Le christianisme sur la voie de la mystique
Le texte aurait été rédigé vers 90, donc certainement pas par l'Apôtre Jean si la date est bonne. Cet évangile omet 90% du matériel narratif des autres évangiles. L'Evangile de Jean met surtout l'accent sur le Christ en tant que rédempteur, et, contrairement à Luc, dédaigne quelque peu le souci de l'enquête historienne. C'est le sens intime de la mission de Jésus qui est mis en valeur, ce qui confère à l'Evangile de Jean un caractère mystique et transcendant plus marqué.
Les miracles de Jésus sont appelés ici des « signes », ce qui est cohérent avec la prégnance des notions de « langage » et de « Verbe ». Les « signes » sont des messages de Dieu destinés à susciter la Foi.
De fait, on a souligné les affinités de l'évangile de Jean avec le gnosticisme : Jésus existait avant sa naissance terrestre ; il rappelle l' « Eon » gnostique, émanation divine du Plérôme (région de la Lumière) pour communiquer aux hommes la connaissance nécessaire pour rejoindre le Plérôme.
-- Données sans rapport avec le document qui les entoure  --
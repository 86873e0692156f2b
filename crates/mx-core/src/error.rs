//! Error types for microx

use thiserror::Error;

/// microx error type
#[derive(Error, Debug)]
pub enum Error {
    /// A variable role required by the model is absent from the sample.
    #[error("missing role `{role}` ({context})")]
    MissingRole {
        /// Role name (e.g. `treatment`).
        role: String,
        /// Model or stage that requires it.
        context: String,
    },

    /// A Jacobian or linear system could not be inverted.
    #[error("singular system in {stage} ({dim}x{dim})")]
    SingularSystem {
        /// Stage that produced the system (e.g. `OLS normal equations`).
        stage: String,
        /// Dimension of the square system.
        dim: usize,
    },

    /// Iterative optimization exhausted its budget.
    #[error("{stage} did not converge after {iterations} iterations (|grad|={grad_norm:.3e})")]
    NonConvergence {
        /// Estimator that failed.
        stage: String,
        /// Iterations performed.
        iterations: usize,
        /// Max-abs gradient of the mean objective at the last iterate.
        grad_norm: f64,
    },

    /// Subsetting or trimming removed every observation.
    #[error("empty sample: {context}")]
    EmptySample {
        /// What removed the rows.
        context: String,
    },

    /// A correlation structure does not cover the requested observations.
    #[error("incompatible correlation structure: {0}")]
    IncompatibleStructure(String),

    /// Validation error
    #[error("Validation error: {0}")]
    Validation(String),

    /// Computation error
    #[error("Computation error: {0}")]
    Computation(String),

    /// JSON serialization error
    #[error("JSON error: {0}")]
    Json(#[from] serde_json::Error),
}

impl Error {
    /// Shorthand for [`Error::MissingRole`].
    pub fn missing_role(role: impl Into<String>, context: impl Into<String>) -> Self {
        Error::MissingRole { role: role.into(), context: context.into() }
    }

    /// Shorthand for [`Error::SingularSystem`].
    pub fn singular(stage: impl Into<String>, dim: usize) -> Self {
        Error::SingularSystem { stage: stage.into(), dim }
    }

    /// Shorthand for [`Error::EmptySample`].
    pub fn empty(context: impl Into<String>) -> Self {
        Error::EmptySample { context: context.into() }
    }
}

/// Result type alias
pub type Result<T> = std::result::Result<T, Error>;
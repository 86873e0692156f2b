//! Sandwich variance engine.
//!
//! Every robust variance in the crate reduces to a "meat" over influence
//! rows `ψ_i`: `Σ_ij c_ij (w_i ψ_i)(w_j ψ_j)'`, where `c_ij` comes from the
//! correlation structure, followed by the small-sample factor. The bread is
//! already folded into `ψ` by [`Estimator::influence`].

use std::borrow::Cow;
use std::collections::{BTreeMap, BTreeSet, HashMap};

use nalgebra::{DMatrix, DVector};

use mx_core::{Error, Result};

use crate::corr::CorrStructure;
use crate::data::Weights;
use crate::estimator::Estimator;
use crate::linalg::{scale_rows, symmetrize, weighted};

/// Cluster key: shared id, or the row itself for a missing id.
#[derive(Debug, Clone, Copy, PartialEq, Eq, PartialOrd, Ord)]
enum ClusterKey {
    Id(u64),
    Row(usize),
}

fn cluster_key(ids: &[Option<u64>], i: usize) -> ClusterKey {
    match ids[i] {
        Some(id) => ClusterKey::Id(id),
        None => ClusterKey::Row(i),
    }
}

/// Sum of weighted influence rows per cluster, in key order.
fn cluster_sums(v: &DMatrix<f64>, rows: impl Iterator<Item = (usize, usize)>, ids: &[Option<u64>]) -> BTreeMap<ClusterKey, DVector<f64>> {
    let mut sums: BTreeMap<ClusterKey, DVector<f64>> = BTreeMap::new();
    for (i, r) in rows {
        let key = cluster_key(ids, r);
        let row = v.row(i).transpose();
        match sums.get_mut(&key) {
            Some(acc) => *acc += row,
            None => {
                sums.insert(key, row);
            }
        }
    }
    sums
}

/// Structure usable for a robust meat. Homoscedastic requests fall back to
/// heteroscedastic with a warning.
pub(crate) fn robust_structure<'a>(corr: &'a CorrStructure, context: &str) -> Cow<'a, CorrStructure> {
    match corr {
        CorrStructure::Homoscedastic { adj, .. } => {
            log::warn!("{}: homoscedastic structure not supported, using heteroscedastic meat", context);
            Cow::Owned(CorrStructure::Heteroscedastic { adj: *adj })
        }
        other => Cow::Borrowed(other),
    }
}

/// Meat `Σ_ij c_ij (w_i ψ_i)(w_j ψ_j)'` times the small-sample factor.
///
/// With frequency weights under (hetero|homo)scedasticity each row counts
/// `w_i` times: `Σ_i w_i ψ_i ψ_i'`.
pub fn meat(psi: &DMatrix<f64>, corr: &CorrStructure, weights: &Weights) -> Result<DMatrix<f64>> {
    let n = psi.nrows();
    let k = psi.ncols();
    if weights.len() != n {
        return Err(Error::Computation(format!("meat: {} weights for {} influence rows", weights.len(), n)));
    }
    corr.check_len(n)?;

    let (m, units) = match corr {
        CorrStructure::Homoscedastic { .. } | CorrStructure::Heteroscedastic { .. } => {
            let m = match weights {
                Weights::Unit(_) => psi.transpose() * psi,
                Weights::Frequency(w) => psi.transpose() * scale_rows(psi, w),
                _ => {
                    let v = weighted(psi, weights.values());
                    v.transpose() * &v
                }
            };
            (m, weights.nobs())
        }
        CorrStructure::Clustered { ids, .. } => {
            let v = weighted(psi, weights.values());
            let sums = cluster_sums(&v, (0..n).map(|i| (i, i)), ids);
            let mut m = DMatrix::zeros(k, k);
            for u in sums.values() {
                m += u * u.transpose();
            }
            (m, sums.len() as f64)
        }
        CorrStructure::CrossCorrelated { pairs, .. } => {
            let v = weighted(psi, weights.values());
            let mut cv = DMatrix::zeros(n, k);
            for i in 0..n {
                for &(j, c) in pairs.row(i) {
                    for col in 0..k {
                        cv[(i, col)] += c * v[(j, col)];
                    }
                }
            }
            (symmetrize(&(v.transpose() * cv)), weights.nobs())
        }
    };
    Ok(m * corr.adjustment(units)?)
}

/// Influence rows of one model, indexed by original dataset row.
#[derive(Debug, Clone, Copy)]
pub(crate) struct Part<'a> {
    pub psi: &'a DMatrix<f64>,
    pub rows: &'a [usize],
    pub weights: &'a Weights,
}

impl Part<'_> {
    fn check(&self) -> Result<()> {
        if self.psi.nrows() != self.rows.len() || self.weights.len() != self.rows.len() {
            return Err(Error::Computation("cross meat: influence, rows and weights disagree".into()));
        }
        Ok(())
    }
}

/// Cross meat `Σ_ij c(r_i, r_j) (w_i ψ_i)(w_j φ_j)'` between two models whose
/// rows index a common structure, scaled by the factor of the union sample.
pub(crate) fn cross_meat(a: &Part<'_>, b: &Part<'_>, corr: &CorrStructure) -> Result<DMatrix<f64>> {
    a.check()?;
    b.check()?;
    if let Some(n) = corr.len() {
        let top = a.rows.iter().chain(b.rows).copied().max().unwrap_or(0);
        if top >= n {
            return Err(Error::IncompatibleStructure(format!(
                "{} structure covers {} observations, row {} requested",
                corr.label(),
                n,
                top
            )));
        }
    }
    if let Some(r) = a.rows.iter().chain(b.rows).copied().find(|&r| !corr.covers(r)) {
        return Err(Error::IncompatibleStructure(format!(
            "{} structure does not describe row {} (missing cluster id, time or coordinates)",
            corr.label(),
            r
        )));
    }
    let va = weighted(a.psi, a.weights.values());
    let vb = weighted(b.psi, b.weights.values());
    let pos_b: HashMap<usize, usize> = b.rows.iter().enumerate().map(|(j, &r)| (r, j)).collect();
    let mut m = DMatrix::zeros(va.ncols(), vb.ncols());

    let units = match corr {
        CorrStructure::Homoscedastic { .. } | CorrStructure::Heteroscedastic { .. } => {
            for (i, r) in a.rows.iter().enumerate() {
                if let Some(&j) = pos_b.get(r) {
                    m += va.row(i).transpose() * vb.row(j);
                }
            }
            a.rows.iter().chain(b.rows).collect::<BTreeSet<_>>().len()
        }
        CorrStructure::Clustered { ids, .. } => {
            let sa = cluster_sums(&va, a.rows.iter().copied().enumerate(), ids);
            let sb = cluster_sums(&vb, b.rows.iter().copied().enumerate(), ids);
            for (key, ua) in &sa {
                if let Some(ub) = sb.get(key) {
                    m += ua * ub.transpose();
                }
            }
            sa.keys().chain(sb.keys()).collect::<BTreeSet<_>>().len()
        }
        CorrStructure::CrossCorrelated { pairs, .. } => {
            for (i, &r) in a.rows.iter().enumerate() {
                for &(r2, c) in pairs.row(r) {
                    if let Some(&j) = pos_b.get(&r2) {
                        m += (va.row(i).transpose() * vb.row(j)) * c;
                    }
                }
            }
            a.rows.iter().chain(b.rows).collect::<BTreeSet<_>>().len()
        }
    };
    Ok(m * corr.adjustment(units as f64)?)
}

/// Variance of a fitted model under its sample's structure.
///
/// Homoscedastic structures defer to [`Estimator::homoscedastic_vcov`];
/// all others use the influence-based sandwich.
pub fn sandwich<E: Estimator + ?Sized>(model: &E) -> Result<DMatrix<f64>> {
    let md = model.sample();
    match md.corr() {
        CorrStructure::Homoscedastic { method, .. } => model.homoscedastic_vcov(*method),
        corr => meat(&model.influence()?, corr, md.weights()),
    }
}

/// Influence-based sandwich that never takes the homoscedastic shortcut.
pub fn robust<E: Estimator + ?Sized>(model: &E) -> Result<DMatrix<f64>> {
    let md = model.sample();
    let corr = robust_structure(md.corr(), model.name());
    meat(&model.influence()?, &corr, md.weights())
}
//! GMM for exponential-mean models with endogenous regressors.
//!
//! Both estimators model `E[y | x] = exp(x'b + offset)` and use the
//! instruments `z = [instruments, controls]`:
//!
//! - [`IvPoisson`]: additive errors, moments `z (y - μ)`.
//! - [`Mullahy`]: multiplicative errors, moments `z (y / μ - 1)`.
//!
//! Estimates minimize `ḡ' A ḡ` by Gauss-Newton with step halving, starting
//! from the Poisson MLE. Weight matrices are stored in mean scale.
//!
//! # References
//!
//! - Mullahy (1997), "Instrumental-variable estimation of count data models."
//! - Windmeijer & Santos Silva (1997), "Endogeneity in count data models."

use std::fmt;
use std::marker::PhantomData;

use nalgebra::{DMatrix, DVector};

use mx_core::{Error, Result};
use mx_prob::math;

use crate::data::{Microdata, Role};
use crate::estimator::{check_vcov, finish, Estimator, Fit};
use crate::linalg::{inverse, max_abs, scale_rows, solve, weighted};
use crate::mle::{MleConfig, Poisson};
use crate::vcov;

/// Residual function of an exponential-mean moment condition.
pub trait Moment: fmt::Debug + Clone + Copy + Default + Send + Sync + 'static {
    /// Model name.
    const NAME: &'static str;

    /// Residual `r(y, μ)`; the moments are `z r`.
    fn residual(y: f64, mu: f64) -> f64;

    /// `-dr/dη`.
    fn slope(y: f64, mu: f64) -> f64;
}

/// Additive error: `r = y - μ`.
#[derive(Debug, Clone, Copy, Default)]
pub struct Additive;

impl Moment for Additive {
    const NAME: &'static str = "IV Poisson";

    fn residual(y: f64, mu: f64) -> f64 {
        y - mu
    }

    fn slope(_y: f64, mu: f64) -> f64 {
        mu
    }
}

/// Multiplicative error: `r = y / μ - 1`.
#[derive(Debug, Clone, Copy, Default)]
pub struct Multiplicative;

impl Moment for Multiplicative {
    const NAME: &'static str = "Mullahy";

    fn residual(y: f64, mu: f64) -> f64 {
        y / mu - 1.0
    }

    fn slope(y: f64, mu: f64) -> f64 {
        y / mu
    }
}

/// IV Poisson with additive errors.
pub type IvPoisson = ExpGmm<Additive>;
/// IV Poisson with multiplicative errors.
pub type Mullahy = ExpGmm<Multiplicative>;

/// Weight-matrix choice.
#[derive(Debug, Clone, Copy, PartialEq, Eq, Default)]
pub enum GmmMethod {
    /// Identity weight matrix.
    #[default]
    OneStep,
    /// `A = (Z'WZ / n)^-1`.
    Tsls,
    /// Efficient weight from a first `Tsls` step, sandwich variance.
    TwoStepGmm,
    /// Efficient weight, `(J'Ω^-1 J)^-1` variance.
    OptimalGmm,
}

/// Options for [`ExpGmm`].
#[derive(Debug, Clone, PartialEq)]
pub struct GmmConfig {
    /// Weight-matrix choice.
    pub method: GmmMethod,
    /// Iteration budget per optimization step.
    pub max_iter: usize,
    /// Tolerance on the max-abs gradient of the mean GMM objective.
    pub tol: f64,
    /// Keep the last iterate (with a warning) instead of failing.
    pub accept_unconverged: bool,
    /// Skip the variance computation.
    pub novar: bool,
}

impl Default for GmmConfig {
    fn default() -> Self {
        Self { method: GmmMethod::OneStep, max_iter: 100, tol: 1e-8, accept_unconverged: false, novar: false }
    }
}

struct Moments<'a, M> {
    x: &'a DMatrix<f64>,
    z: &'a DMatrix<f64>,
    y: &'a DVector<f64>,
    offset: Option<&'a DVector<f64>>,
    w: Option<&'a [f64]>,
    n: f64,
    _moment: PhantomData<M>,
}

struct Step {
    beta: DVector<f64>,
    iterations: usize,
    grad_norm: f64,
    converged: bool,
}

const MAX_HALVINGS: usize = 40;

impl<M: Moment> Moments<'_, M> {
    fn mu(&self, beta: &DVector<f64>) -> DVector<f64> {
        let mut eta = self.x * beta;
        if let Some(o) = self.offset {
            eta += o;
        }
        eta.map(math::exp_clamped)
    }

    fn weighted_terms(&self, beta: &DVector<f64>) -> (Vec<f64>, Vec<f64>) {
        let mu = self.mu(beta);
        let n = self.y.len();
        let mut wr = Vec::with_capacity(n);
        let mut wq = Vec::with_capacity(n);
        for i in 0..n {
            let w = self.w.map_or(1.0, |w| w[i]);
            wr.push(w * M::residual(self.y[i], mu[i]));
            wq.push(w * M::slope(self.y[i], mu[i]));
        }
        (wr, wq)
    }

    /// Mean moments `Σ w z r / n`.
    fn gbar(&self, beta: &DVector<f64>) -> DVector<f64> {
        let (wr, _) = self.weighted_terms(beta);
        self.z.transpose() * DVector::from_vec(wr) / self.n
    }

    /// `Σ w z q x' / n`, the negative derivative of the mean moments.
    fn jac(&self, beta: &DVector<f64>) -> DMatrix<f64> {
        let (_, wq) = self.weighted_terms(beta);
        self.z.transpose() * scale_rows(self.x, &wq) / self.n
    }

    fn objective(&self, beta: &DVector<f64>, a: &DMatrix<f64>) -> f64 {
        let g = self.gbar(beta);
        g.dot(&(a * &g))
    }

    fn gauss_newton(&self, init: DVector<f64>, a: &DMatrix<f64>, cfg: &GmmConfig, stage: &str) -> Result<Step> {
        let mut beta = init;
        let mut iterations = 0;
        let grad = |b: &DVector<f64>| -> (DMatrix<f64>, DVector<f64>) {
            let g = self.gbar(b);
            let ja = self.jac(b).transpose() * a;
            let grad = &ja * g;
            (ja, grad)
        };
        let (mut ja, mut gr) = grad(&beta);
        while iterations < cfg.max_iter {
            if max_abs(&gr) < cfg.tol {
                break;
            }
            let jaj = &ja * self.jac(&beta);
            let delta = solve(&jaj, &gr, stage)?;
            let q0 = self.objective(&beta, a);
            let mut step = 1.0;
            let mut accepted = None;
            for _ in 0..MAX_HALVINGS {
                let cand = &beta + &delta * step;
                let q = self.objective(&cand, a);
                if q.is_finite() && q <= q0 {
                    accepted = Some(cand);
                    break;
                }
                step *= 0.5;
            }
            iterations += 1;
            match accepted {
                Some(b) => {
                    beta = b;
                    (ja, gr) = grad(&beta);
                }
                None => {
                    log::debug!("{}: line search stalled at iteration {}", stage, iterations);
                    break;
                }
            }
        }
        let grad_norm = max_abs(&gr);
        let converged = grad_norm < cfg.tol;
        if !converged {
            if cfg.accept_unconverged {
                log::warn!("{}: accepting unconverged estimate (|grad|={:.3e})", stage, grad_norm);
            } else {
                return Err(Error::NonConvergence { stage: stage.to_string(), iterations, grad_norm });
            }
        }
        Ok(Step { beta, iterations, grad_norm, converged })
    }

    /// Per-observation scores `-z_i r_i` (unweighted).
    fn scores(&self, beta: &DVector<f64>) -> DMatrix<f64> {
        let mu = self.mu(beta);
        let r: Vec<f64> = (0..self.y.len()).map(|i| -M::residual(self.y[i], mu[i])).collect();
        scale_rows(self.z, &r)
    }
}

/// Fitted exponential-mean GMM model.
#[derive(Debug, Clone)]
pub struct ExpGmm<M: Moment> {
    sample: Microdata,
    method: GmmMethod,
    beta: DVector<f64>,
    weight: DMatrix<f64>,
    vcov: Option<DMatrix<f64>>,
    iterations: usize,
    converged: bool,
    _moment: PhantomData<M>,
}

impl<M: Moment> Fit for ExpGmm<M> {
    type Config = GmmConfig;

    fn fit_with(md: &Microdata, config: &GmmConfig) -> Result<Self> {
        md.require(&[Role::Response, Role::Treatment, Role::Instrument], M::NAME)?;
        let x = md.regressors();
        let z = md.matrix(&[Role::Instrument, Role::Control]);
        if z.ncols() < x.ncols() {
            return Err(Error::Validation(format!(
                "{} is under-identified: {} instruments for {} regressors",
                M::NAME,
                z.ncols(),
                x.ncols()
            )));
        }
        let y = md.vector(Role::Response)?.into_owned();
        if let Some(bad) = y.iter().find(|v| **v < 0.0) {
            return Err(Error::Validation(format!("{}: negative response {}", M::NAME, bad)));
        }
        let offset = md.offset();
        let w = md.weights().values();
        let moments = Moments::<M> {
            x: &x,
            z: &z,
            y: &y,
            offset: offset.as_ref(),
            w,
            n: md.nobs(),
            _moment: PhantomData,
        };

        let start_cfg = MleConfig { novar: true, accept_unconverged: true, ..MleConfig::default() };
        let init = match Poisson::fit_with(md, &start_cfg) {
            Ok(p) => p.coef().clone(),
            Err(e) => {
                log::debug!("{}: Poisson starting values unavailable ({}), using zeros", M::NAME, e);
                DVector::zeros(x.ncols())
            }
        };

        let tsls_weight = || -> Result<DMatrix<f64>> {
            let zz = z.transpose() * weighted(&z, w) / md.nobs();
            inverse(&zz, "instrument cross-product")
        };
        let (step, weight) = match config.method {
            GmmMethod::OneStep => {
                let a = DMatrix::identity(z.ncols(), z.ncols());
                (moments.gauss_newton(init, &a, config, M::NAME)?, a)
            }
            GmmMethod::Tsls => {
                let a = tsls_weight()?;
                (moments.gauss_newton(init, &a, config, M::NAME)?, a)
            }
            GmmMethod::TwoStepGmm | GmmMethod::OptimalGmm => {
                let a1 = tsls_weight()?;
                let first = moments.gauss_newton(init, &a1, config, M::NAME)?;
                let corr = vcov::robust_structure(md.corr(), M::NAME);
                let omega = vcov::meat(&moments.scores(&first.beta), &corr, md.weights())?;
                let a2 = inverse(&(omega / md.nobs()), "moment covariance")?;
                (moments.gauss_newton(first.beta, &a2, config, M::NAME)?, a2)
            }
        };
        log::debug!("{}: {} iterations, |grad|={:.3e}", M::NAME, step.iterations, step.grad_norm);

        let model = ExpGmm {
            sample: md.clone(),
            method: config.method,
            beta: step.beta,
            weight,
            vcov: None,
            iterations: step.iterations,
            converged: step.converged,
            _moment: PhantomData,
        };
        finish(model, config.novar)
    }
}
//! Evaluation Requester — the single point of entry for LLM calls.
//!
//! All model interactions go through the `Evaluator` trait so the pipeline
//! can be exercised with a stub service in tests. The production
//! implementation talks to the Gemini `generateContent` REST API with a
//! zero sampling temperature.
//!
//! Deliberately single-shot: no retry, no backoff, no client timeout. The
//! call runs to completion or fails outright, and every failure surfaces as
//! a `GenerationError` for the pipeline to propagate.

use async_trait::async_trait;
use reqwest::Client;
use serde::{Deserialize, Serialize};
use thiserror::Error;
use tracing::debug;

use crate::prompt::EVALUATION_SYSTEM;

const GEMINI_API_BASE: &str = "https://generativelanguage.googleapis.com/v1beta/models";

#[derive(Debug, Error)]
pub enum GenerationError {
    #[error("HTTP error: {0}")]
    Http(#[from] reqwest::Error),

    #[error("API error (status {status}): {message}")]
    Api { status: u16, message: String },

    #[error("model returned empty content")]
    EmptyContent,
}

/// The evaluation capability. One prompt in, raw response text out.
#[async_trait]
pub trait Evaluator: Send + Sync {
    async fn evaluate(&self, prompt: &str) -> Result<String, GenerationError>;
}

#[derive(Debug, Serialize)]
struct GenerateRequest<'a> {
    contents: Vec<Content<'a>>,
    #[serde(rename = "systemInstruction")]
    system_instruction: Content<'a>,
    #[serde(rename = "generationConfig")]
    generation_config: GenerationConfig,
}

#[derive(Debug, Serialize)]
struct Content<'a> {
    parts: Vec<Part<'a>>,
}

#[derive(Debug, Serialize)]
struct Part<'a> {
    text: &'a str,
}

#[derive(Debug, Serialize)]
struct GenerationConfig {
    temperature: f32,
}

#[derive(Debug, Deserialize)]
struct GenerateResponse {
    #[serde(default)]
    candidates: Vec<Candidate>,
}

#[derive(Debug, Deserialize)]
struct Candidate {
    content: CandidateContent,
}

#[derive(Debug, Deserialize)]
struct CandidateContent {
    #[serde(default)]
    parts: Vec<CandidatePart>,
}

#[derive(Debug, Deserialize)]
struct CandidatePart {
    text: Option<String>,
}

impl GenerateResponse {
    /// Extracts the text of the first candidate's first text part.
    fn text(&self) -> Option<&str> {
        self.candidates
            .first()?
            .content
            .parts
            .iter()
            .find_map(|p| p.text.as_deref())
    }
}

#[derive(Debug, Deserialize)]
struct ApiError {
    error: ApiErrorBody,
}

#[derive(Debug, Deserialize)]
struct ApiErrorBody {
    message: String,
}

/// Production evaluator backed by the Gemini REST API.
///
/// The API key and model identifier are injected from configuration; neither
/// is ever a literal in source.
pub struct GeminiClient {
    client: Client,
    api_key: String,
    model: String,
}

impl GeminiClient {
    pub fn new(api_key: String, model: String) -> Self {
        Self {
            client: Client::new(),
            api_key,
            model,
        }
    }
}

#[async_trait]
impl Evaluator for GeminiClient {
    async fn evaluate(&self, prompt: &str) -> Result<String, GenerationError> {
        let request_body = GenerateRequest {
            contents: vec![Content {
                parts: vec![Part { text: prompt }],
            }],
            system_instruction: Content {
                parts: vec![Part {
                    text: EVALUATION_SYSTEM,
                }],
            },
            generation_config: GenerationConfig { temperature: 0.0 },
        };

        let url = format!("{GEMINI_API_BASE}/{}:generateContent", self.model);
        let response = self
            .client
            .post(&url)
            .query(&[("key", self.api_key.as_str())])
            .json(&request_body)
            .send()
            .await?;

        let status = response.status();
        if !status.is_success() {
            let body = response.text().await.unwrap_or_default();
            let message = serde_json::from_str::<ApiError>(&body)
                .map(|e| e.error.message)
                .unwrap_or(body);
            return Err(GenerationError::Api {
                status: status.as_u16(),
                message,
            });
        }

        let generated: GenerateResponse = response.json().await?;
        let text = generated.text().ok_or(GenerationError::EmptyContent)?;
        if text.trim().is_empty() {
            return Err(GenerationError::EmptyContent);
        }

        debug!(chars = text.len(), "generation succeeded");
        Ok(text.to_string())
    }
}
use std::path::PathBuf;

use anyhow::{bail, Context, Result};

use crate::prompt::RubricStyle;
use crate::render::LayoutStyle;

/// Application configuration loaded from environment variables.
///
/// The API key is the only required variable; it is never a literal in
/// source. Everything else has a default.
#[derive(Debug, Clone)]
pub struct Config {
    pub api_key: String,
    pub model: String,
    pub input_path: PathBuf,
    pub output_dir: PathBuf,
    pub layout: LayoutStyle,
    pub rubric: RubricStyle,
    pub rust_log: String,
}

impl Config {
    pub fn from_env() -> Result<Self> {
        dotenvy::dotenv().ok(); // load .env if present; ignore if missing

        Ok(Config {
            api_key: require_env("GEMINI_API_KEY")?,
            model: std::env::var("GEMINI_MODEL").unwrap_or_else(|_| "gemini-pro".to_string()),
            input_path: std::env::var("INTERVIEW_FILE")
                .unwrap_or_else(|_| "interview_data.json".to_string())
                .into(),
            output_dir: std::env::var("REPORT_DIR")
                .unwrap_or_else(|_| ".".to_string())
                .into(),
            layout: parse_layout(
                &std::env::var("REPORT_LAYOUT").unwrap_or_else(|_| "plain".to_string()),
            )?,
            rubric: parse_rubric(
                &std::env::var("REPORT_RUBRIC").unwrap_or_else(|_| "detailed".to_string()),
            )?,
            rust_log: std::env::var("RUST_LOG").unwrap_or_else(|_| "info".to_string()),
        })
    }
}

fn require_env(key: &str) -> Result<String> {
    std::env::var(key).with_context(|| format!("Required environment variable '{key}' is not set"))
}

fn parse_layout(value: &str) -> Result<LayoutStyle> {
    match value {
        "plain" => Ok(LayoutStyle::Plain),
        "table" => Ok(LayoutStyle::Table),
        other => bail!("REPORT_LAYOUT must be 'plain' or 'table', got '{other}'"),
    }
}

fn parse_rubric(value: &str) -> Result<RubricStyle> {
    match value {
        "detailed" => Ok(RubricStyle::Detailed),
        "concise" => Ok(RubricStyle::Concise),
        other => bail!("REPORT_RUBRIC must be 'detailed' or 'concise', got '{other}'"),
    }
}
Or, l'enseignement de Jésus, dans l'évangile de Jean, est souvent limité aux Apôtres eux-mêmes ; il prend donc l'aspect d'une transmission initiatique et ésotérique. Jésus en tant que « Verbe » est le message lui-même ; émanant de la Lumière du Plérôme, il est la Lumière du Monde lui-même. On relèvera l'analogie diurne / solaire entre Dieu et la Lumière, très marquée ici, ce qui suppose, en creux, tout un monde négatif de la Nuit et de l'Ombre.
En soulignant la primauté de l'Amour du Verbe pour les hommes, Jean a puissamment contribué à placer l'Amour au cœur des valeurs chrétiennes. De même, l'annonce du Paraclet (Esprit-Saint, réconfort, soutien et défenseur des chrétiens) contraignit la théologie postérieure à élaborer une représentation des liens entre la Lumière, le Verbe, et le Paraclet. Il en est sorti le schème de la Trinité, qui répond à de fortes nécessités anthropologiques, mais qui est l'un des dogmes les moins intelligibles du christianisme.
Jean, fils d'un pêcheur sur le lac de Tibériade, est représenté comme le « disciple bien-aimé » du Christ, l'un des trois qui virent la transfiguration et l'agonie, l'un des deux qui vinrent au procès et au tombeau vide, le seul qui assista de près à la condamnation et à la crucifixion. Les autres évangiles (synoptiques) nous le montrent violent, ambitieux et jalousé : il demande à Jésus de foudroyer un village qui ne les reçoit pas ; il réclame, pour lui et son frère, les deux premières places dans la gloire. Les « Actes des Apôtres » associent Jean à Pierre comme principale autorité dans le premier groupe chrétien. L' « Epître aux Galates » fait de Jean l'une des trois colonnes de l'Eglise. Déporté pour un temps dans l'île de Patmos, il survécut aux autres Apôtres et mourut de vieillesse à Ephèse vers la fin du Ier siècle.
L'écriture de Jean est à la fois claire et ambiguë, en ce sens que chacune de ses phrases n'est écrite que pour être vraie dans tous les domaines à la fois et même en Dieu. Solennité du ton, agilité de la pensée, parallélisme en spirale, amplifications successives, alternance entre l'affirmation brutale et les lentes préparations qui aboutissent à une parole péremptoire ou à un brusque accomplissement. Cette tension, cette passion, cette hauteur autoritaire et sans réplique ont valu à Jean de se voir attribuer l'Aigle (le Scorpion en version moderne) dans le Tétramorphe.